(Saved entries)
impl Codebase {
    /// Create an empty codebase holding only the root package.
    pub fn new(config: CodebaseConfig) -> Self {
        let language = config.default_language;
        let mut codebase = Self {
            config,
            sources: SourceRoot::new(),
            packages: Vec::new(),
            classes: Vec::new(),
            callables: Vec::new(),
            fields: Vec::new(),
            properties: Vec::new(),
            parameters: Vec::new(),
            type_parameters: Vec::new(),
            package_tracker: PackageTracker::default(),
            classes_by_name: IndexMap::new(),
            assembler: None,
        };
        let root = ItemData::new(
            FileLocation::UNKNOWN,
            ModifierList::public(),
            Documentation::none(),
            language,
            ApiVariantSelectors::new(),
        );
        let root = codebase.alloc_package(PackageItem::new(root, SmolStr::default(), false, false));
        let _ = codebase.packages[root.index()].containing_package.set(None);
        codebase
    }

    pub fn config(&self) -> &CodebaseConfig {
        &self.config
    }

    pub fn sources(&self) -> &SourceRoot {
        &self.sources
    }

    pub fn sources_mut(&mut self) -> &mut SourceRoot {
        &mut self.sources
    }

    /// Start building items into this codebase.
    pub fn factory(&mut self) -> ItemFactory<'_> {
        ItemFactory::new(self)
    }

    pub fn set_assembler(&mut self, assembler: Box<dyn ClassAssembler>) {
        self.assembler = Some(assembler);
    }

    // ========================================================================
    // ARENA ACCESS
    // ========================================================================

    pub fn package(&self, id: PackageId) -> &PackageItem {
        &self.packages[id.index()]
    }

    pub fn class(&self, id: ClassId) -> &ClassItem {
        &self.classes[id.index()]
    }

    pub fn class_mut(&mut self, id: ClassId) -> &mut ClassItem {
        &mut self.classes[id.index()]
    }

    pub fn callable(&self, id: CallableId) -> &CallableItem {
        &self.callables[id.index()]
    }

    pub fn callable_mut(&mut self, id: CallableId) -> &mut CallableItem {
        &mut self.callables[id.index()]
    }

    pub fn field(&self, id: FieldId) -> &FieldItem {
        &self.fields[id.index()]
    }

    pub fn field_mut(&mut self, id: FieldId) -> &mut FieldItem {
        &mut self.fields[id.index()]
    }

    pub fn property(&self, id: PropertyId) -> &PropertyItem {
        &self.properties[id.index()]
    }

    pub fn property_mut(&mut self, id: PropertyId) -> &mut PropertyItem {
        &mut self.properties[id.index()]
    }

    pub fn parameter(&self, id: ParameterId) -> &ParameterItem {
        &self.parameters[id.index()]
    }

    pub fn parameter_mut(&mut self, id: ParameterId) -> &mut ParameterItem {
        &mut self.parameters[id.index()]
    }

    pub fn type_parameter(&self, id: TypeParameterId) -> &TypeParameterItem {
        &self.type_parameters[id.index()]
    }

    /// The data shared by every kind of item.
    pub fn item_data(&self, id: ItemId) -> &ItemData {
        match id {
            ItemId::Package(id) => &self.package(id).data,
            ItemId::Class(id) => &self.class(id).data,
            ItemId::Callable(id) => &self.callable(id).data,
            ItemId::Field(id) => &self.field(id).data,
            ItemId::Property(id) => &self.property(id).data,
            ItemId::Parameter(id) => &self.parameter(id).data,
            ItemId::TypeParameter(id) => &self.type_parameter(id).data,
        }
    }

    pub(crate) fn item_data_mut(&mut self, id: ItemId) -> &mut ItemData {
        match id {
            ItemId::Package(id) => &mut self.packages[id.index()].data,
            ItemId::Class(id) => &mut self.classes[id.index()].data,
            ItemId::Callable(id) => &mut self.callables[id.index()].data,
            ItemId::Field(id) => &mut self.fields[id.index()].data,
            ItemId::Property(id) => &mut self.properties[id.index()].data,
            ItemId::Parameter(id) => &mut self.parameters[id.index()].data,
            ItemId::TypeParameter(id) => &mut self.type_parameters[id.index()].data,
        }
    }

    pub fn language(&self, id: ItemId) -> Language {
        self.item_data(id).language
    }

    /// The item directly containing `id`: the enclosing class or package of a
    /// class, the class of a member, the callable of a parameter, the owner
    /// of a type parameter. Packages have no parent item.
    pub fn parent(&self, id: ItemId) -> Option<ItemId> {
        match id {
            ItemId::Package(_) => None,
            ItemId::Class(id) => Some(match self.class(id).container() {
                super::ClassContainer::Package(p) => ItemId::Package(p),
                super::ClassContainer::Class(c) => ItemId::Class(c),
            }),
            ItemId::Callable(id) => Some(self.callable(id).containing_class.into()),
            ItemId::Field(id) => Some(self.field(id).containing_class.into()),
            ItemId::Property(id) => Some(self.property(id).containing_class.into()),
            ItemId::Parameter(id) => Some(self.parameter(id).containing_callable.into()),
            ItemId::TypeParameter(id) => Some(self.type_parameter(id).owner),
        }
    }

    /// Items directly contained in `id`, in declaration order.
    pub fn children(&self, id: ItemId) -> Vec<ItemId> {
        match id {
            ItemId::Package(id) => self.package(id).top_level_classes().iter().map(|&c| c.into()).collect(),
            ItemId::Class(id) => {
                let class = self.class(id);
                let type_parameters = class.type_parameters().iter().map(|&t| ItemId::from(t));
                let constructors = class.constructors().iter().map(|&c| ItemId::from(c));
                let methods = class.methods().iter().map(|&m| ItemId::from(m));
                let fields = class.fields().iter().map(|&f| ItemId::from(f));
                let properties = class.properties().iter().map(|&p| ItemId::from(p));
                let nested = class.nested_classes().iter().map(|&c| ItemId::from(c));
                type_parameters
                    .chain(constructors)
                    .chain(methods)
                    .chain(fields)
                    .chain(properties)
                    .chain(nested)
                    .collect()
            }
            ItemId::Callable(id) => {
                let callable = self.callable(id);
                let type_parameters = callable.type_parameters().iter().map(|&t| ItemId::from(t));
                let parameters = callable.parameters().iter().map(|&p| ItemId::from(p));
                type_parameters.chain(parameters).collect()
            }
            ItemId::Field(_) | ItemId::Property(_) | ItemId::Parameter(_) | ItemId::TypeParameter(_) => {
                Vec::new()
            }
        }
    }

    /// The nearest class enclosing `id` (not `id` itself).
    pub fn containing_class(&self, id: ItemId) -> Option<ClassId> {
        let mut current = self.parent(id)?;
        loop {
            match current {
                ItemId::Class(class) => return Some(class),
                ItemId::Package(_) => return None,
                other => current = self.parent(other)?,
            }
        }
    }

    pub(crate) fn alloc_package(&mut self, item: PackageItem) -> PackageId {
        let id = PackageId::from_index(self.packages.len());
        self.package_tracker.insert(item.qualified_name.clone(), id);
        self.packages.push(item);
        id
    }

    pub(crate) fn alloc_class(&mut self, item: ClassItem) -> ClassId {
        let id = ClassId::from_index(self.classes.len());
        self.classes.push(item);
        id
    }

    pub(crate) fn alloc_callable(&mut self, item: CallableItem) -> CallableId {
        let id = CallableId::from_index(self.callables.len());
        self.callables.push(item);
        id
    }

    pub(crate) fn alloc_field(&mut self, item: FieldItem) -> FieldId {
        let id = FieldId::from_index(self.fields.len());
        self.fields.push(item);
        id
    }

    pub(crate) fn alloc_property(&mut self, item: PropertyItem) -> PropertyId {
        let id = PropertyId::from_index(self.properties.len());
        self.properties.push(item);
        id
    }

    pub(crate) fn alloc_parameter(&mut self, item: ParameterItem) -> ParameterId {
        let id = ParameterId::from_index(self.parameters.len());
        self.parameters.push(item);
        id
    }

    pub(crate) fn alloc_type_parameter(&mut self, item: TypeParameterItem) -> TypeParameterId {
        let id = TypeParameterId::from_index(self.type_parameters.len());
        self.type_parameters.push(item);
        id
    }

    // ========================================================================
    // LOOKUP & REGISTRATION
    // ========================================================================

    pub fn root_package(&self) -> PackageId {
        PackageId(0)
    }

    pub fn find_package(&self, name: &str) -> Option<PackageId> {
        self.package_tracker.get(name)
    }

    pub fn find_class(&self, name: &str) -> Option<ClassId> {
        self.classes_by_name.get(name).copied()
    }

    /// Look a class up locally, falling back to the assembler.
    ///
    /// Returns `Ok(None)` when neither knows the class; assembler failures are
    /// propagated.
    pub fn resolve_class(&mut self, name: &str) -> Result<Option<ClassId>> {
        if let Some(id) = self.find_class(name) {
            return Ok(Some(id));
        }
        let Some(mut assembler) = self.assembler.take() else {
            return Ok(None);
        };
        debug!(class = name, "delegating class lookup to assembler");
        let assembled = {
            let mut factory = ItemFactory::new(self);
            assembler.assemble(&mut factory, name)
        };
        self.assembler = Some(assembler);
        let assembled = assembled?;
        if assembled.is_none() {
            trace!(class = name, "class not found by assembler");
        }
        Ok(assembled)
    }

    /// Add a class to the qualified-name table.
    ///
    /// Fails if another class already holds the name; the existing entry is
    /// never replaced.
    pub fn register_class(&mut self, id: ClassId) -> Result<()> {
        let class = self.class(id);
        if let Some(&existing) = self.classes_by_name.get(class.qualified_name()) {
            return Err(ModelError::DuplicateClass {
                name: class.qualified_name().to_string(),
                existing: self.sources.display(&self.class(existing).data.location),
                duplicate: self.sources.display(&class.data.location),
            });
        }
        let name = class.qualified_name.clone();
        trace!(class = %name, "registered class");
        self.classes_by_name.insert(name, id);
        Ok(())
    }

    /// All packages, sorted by qualified name (the root package first).
    pub fn packages(&self) -> Vec<PackageId> {
        let mut ids: Vec<PackageId> = (0..self.packages.len()).map(PackageId::from_index).collect();
        ids.sort_by(|a, b| self.package(*a).qualified_name.cmp(&self.package(*b).qualified_name));
        ids
    }

    /// All registered classes in registration order, nested ones included.
    pub fn classes(&self) -> impl Iterator<Item = ClassId> + '_ {
        self.classes_by_name.values().copied()
    }

    pub fn class_count(&self) -> usize {
        self.classes_by_name.len()
    }

    /// Top-level classes that did not come from the class path.
    pub fn top_level_classes_from_source(&self) -> Vec<ClassId> {
        self.classes()
            .filter(|&id| {
                let class = self.class(id);
                class.is_top_level() && class.origin() != super::ClassOrigin::ClassPath
            })
            .collect()
    }

    /// The package containing `id`, resolved from the dotted name on first
    /// access and cached.
    pub fn containing_package(&self, id: PackageId) -> Option<PackageId> {
        *self.package(id).containing_package.get_or_init(|| {
            containing_package_name(self.package(id).qualified_name())
                .and_then(|name| self.find_package(name))
        })
    }

    // ========================================================================
    // ANNOTATION TYPES
    // ========================================================================

    /// Retention of an annotation type, from its `@Retention` annotation or
    /// the language default (CLASS for Java, RUNTIME for Kotlin).
    pub fn retention(&self, id: ClassId) -> Result<RetentionPolicy> {
        let class = self.class(id);
        if !class.is_annotation_type() {
            return Err(ModelError::NotAnAnnotation {
                class: class.qualified_name().to_string(),
            });
        }
        Ok(*class.retention.get_or_init(|| {
            let modifiers = &class.data.modifiers;
            let declared = modifiers
                .find_annotation(JAVA_RETENTION)
                .or_else(|| modifiers.find_annotation(KOTLIN_RETENTION))
                .and_then(|a| a.find_attribute("value"))
                .and_then(|attribute| match &attribute.value {
                    Value::Enum { constant, .. } => RetentionPolicy::from_constant(constant),
                    _ => None,
                });
            declared.unwrap_or(match class.data.language {
                Language::Java => RetentionPolicy::Class,
                Language::Kotlin => RetentionPolicy::Runtime,
            })
        }))
    }
}
//! Super-method resolution.
//!
//! A method's super methods are the ancestor methods it overrides: at most
//! one from the superclass chain plus one per branch of the implemented
//! interfaces. Two methods match structurally when they share a name and
//! their parameter types agree after the ancestor's type variables are
//! mapped into the subclass and both sides are erased. Return types, throws
//! lists and parameter names play no part.

use indexmap::IndexSet;
use rustc_hash::FxHashSet;
use tracing::trace;

use super::codebase::Codebase;
use super::ids::{CallableId, ClassId};
use super::types::erased_type_string;

impl Codebase {
    /// The methods `method` overrides: the superclass match first, then
    /// interface matches in declared-interface order, without duplicates.
    ///
    /// Computed on first call and cached on the method; later changes to the
    /// hierarchy are not observed.
    pub fn super_methods(&self, method: CallableId) -> &[CallableId] {
        self.callable(method)
            .super_methods
            .get_or_init(|| self.compute_super_methods(method))
    }

    fn compute_super_methods(&self, method: CallableId) -> Vec<CallableId> {
        let callable = self.callable(method);
        if callable.is_constructor() {
            return Vec::new();
        }
        let class = callable.containing_class();
        let signature = self.erased_parameter_types(method);
        let mut found = IndexSet::new();

        // The superclass chain stops at the first structural match, even one
        // that cannot be overridden.
        for ancestor in self.all_super_classes(class) {
            if let Some(candidate) = self.find_structural_match(class, ancestor, method, &signature) {
                if self.callable(candidate).is_overrideable() && !self.is_excluded_super_method(method, candidate) {
                    found.insert(candidate);
                }
                break;
            }
        }

        let mut visited = FxHashSet::default();
        for interface in self.direct_interfaces(class) {
            self.collect_interface_super_methods(class, interface, method, &signature, &mut visited, &mut found);
        }

        trace!(
            method = %callable.name(),
            class = %self.class(class).qualified_name(),
            count = found.len(),
            "computed super methods"
        );
        found.into_iter().collect()
    }

    fn collect_interface_super_methods(
        &self,
        class: ClassId,
        interface: ClassId,
        method: CallableId,
        signature: &[String],
        visited: &mut FxHashSet<ClassId>,
        found: &mut IndexSet<CallableId>,
    ) {
        if !visited.insert(interface) {
            return;
        }
        match self.find_structural_match(class, interface, method, signature) {
            Some(candidate) => {
                if self.callable(candidate).is_overrideable() && !self.is_excluded_super_method(method, candidate) {
                    found.insert(candidate);
                }
            }
            None => {
                for parent in self.direct_interfaces(interface) {
                    self.collect_interface_super_methods(class, parent, method, signature, visited, found);
                }
            }
        }
    }

    /// A method declared in `ancestor` whose parameters, seen from `class`,
    /// erase to `signature`.
    fn find_structural_match(
        &self,
        class: ClassId,
        ancestor: ClassId,
        method: CallableId,
        signature: &[String],
    ) -> Option<CallableId> {
        let name = self.callable(method).name();
        let bindings = self.map_type_variables(class, ancestor);
        self.class(ancestor).methods().iter().copied().find(|&candidate| {
            let candidate_item = self.callable(candidate);
            candidate != method
                && candidate_item.name() == name
                && candidate_item.parameters().len() == signature.len()
                && candidate_item.parameters().iter().zip(signature).all(|(&param, expected)| {
                    let ty = self.parameter(param).ty().substitute(&bindings);
                    erased_type_string(self, &ty) == *expected
                })
        })
    }

    fn is_excluded_super_method(&self, method: CallableId, candidate: CallableId) -> bool {
        self.config()
            .super_method_filter
            .as_ref()
            .is_some_and(|filter| filter(self, method, candidate))
    }
}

Task description - In the entries above, find each line that has the word "signature". Copy it.

Answer to the exercise -
        let signature = self.erased_parameter_types(method);
            if let Some(candidate) = self.find_structural_match(class, ancestor, method, &signature) {
            self.collect_interface_super_methods(class, interface, method, &signature, &mut visited, &mut found);
        signature: &[String],
        match self.find_structural_match(class, interface, method, signature) {
                    self.collect_interface_super_methods(class, parent, method, signature, visited, found);
    /// erase to `signature`.
        signature: &[String],
                && candidate_item.parameters().len() == signature.len()
                && candidate_item.parameters().iter().zip(signature).all(|(&param, expected)| {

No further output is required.